- **Work to complete**: Please find all lines containing "EnvFilter" in the listing below and copy them.

-------------------------

mod cluster;
mod config;
mod export;
mod features;
mod feedback;
mod inference;
mod ingest;
mod kmeans;
mod lexicons;
mod models;
mod orchestrator;
mod patterns;
mod period;
mod prompts;
mod render;
mod sentiment;
mod tfidf;

use anyhow::Result;
use clap::Parser;
use std::path::PathBuf;
use tracing::{debug, info};

use config::{EngineConfig, PeriodFrequency};

/// Journal Insights - structured psychological signal from free-text journals
#[derive(Parser, Debug)]
#[command(version, about, long_about = None)]
struct Args {
    /// Input CSV with at least a `text` column (plus optional text_clean,
    /// emotion, bias/distortion, context, date)
    #[arg(short, long)]
    input: PathBuf,

    /// Output directory for generated files (default: "out")
    #[arg(short, long, default_value = "out")]
    output_dir: PathBuf,

    /// Path to a YAML config file
    #[arg(short, long)]
    config: Option<PathBuf>,

    /// Override the number of text-theme (quirk) clusters
    #[arg(long)]
    quirk_clusters: Option<usize>,

    /// Override the number of trait-based peer groups
    #[arg(long)]
    peer_clusters: Option<usize>,

    /// Override the aggregation period
    #[arg(long, value_enum)]
    frequency: Option<PeriodFrequency>,

    /// Override the clustering seed
    #[arg(long)]
    seed: Option<u64>,
}

fn main() -> Result<()> {
    tracing_subscriber::fmt()
        .with_env_filter(
            tracing_subscriber::EnvFilter::try_from_default_env()
                .unwrap_or_else(|_| tracing_subscriber::EnvFilter::new("info")),
        )
        .with_target(false)
        .with_thread_ids(false)
        .with_line_number(true)
        .init();

    info!("Starting journal-insights");

    let args = Args::parse();

    let mut cfg = EngineConfig::load(args.config.as_deref())?;
    if let Some(k) = args.quirk_clusters {
        debug!("CLI override - n_clusters_quirk={}", k);
        cfg.n_clusters_quirk = k;
    }
    if let Some(k) = args.peer_clusters {
        debug!("CLI override - n_clusters_peer={}", k);
        cfg.n_clusters_peer = k;
    }
    if let Some(freq) = args.frequency {
        debug!("CLI override - period_frequency={}", freq);
        cfg.period_frequency = freq;
    }
    if let Some(seed) = args.seed {
        debug!("CLI override - kmeans_seed={}", seed);
        cfg.kmeans_seed = seed;
    }

    orchestrator::run_batch(&cfg, &args.input, &args.output_dir)
}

-------------------------

- **Output for this exercise**:
            tracing_subscriber::EnvFilter::try_from_default_env()
                .unwrap_or_else(|_| tracing_subscriber::EnvFilter::new("info")),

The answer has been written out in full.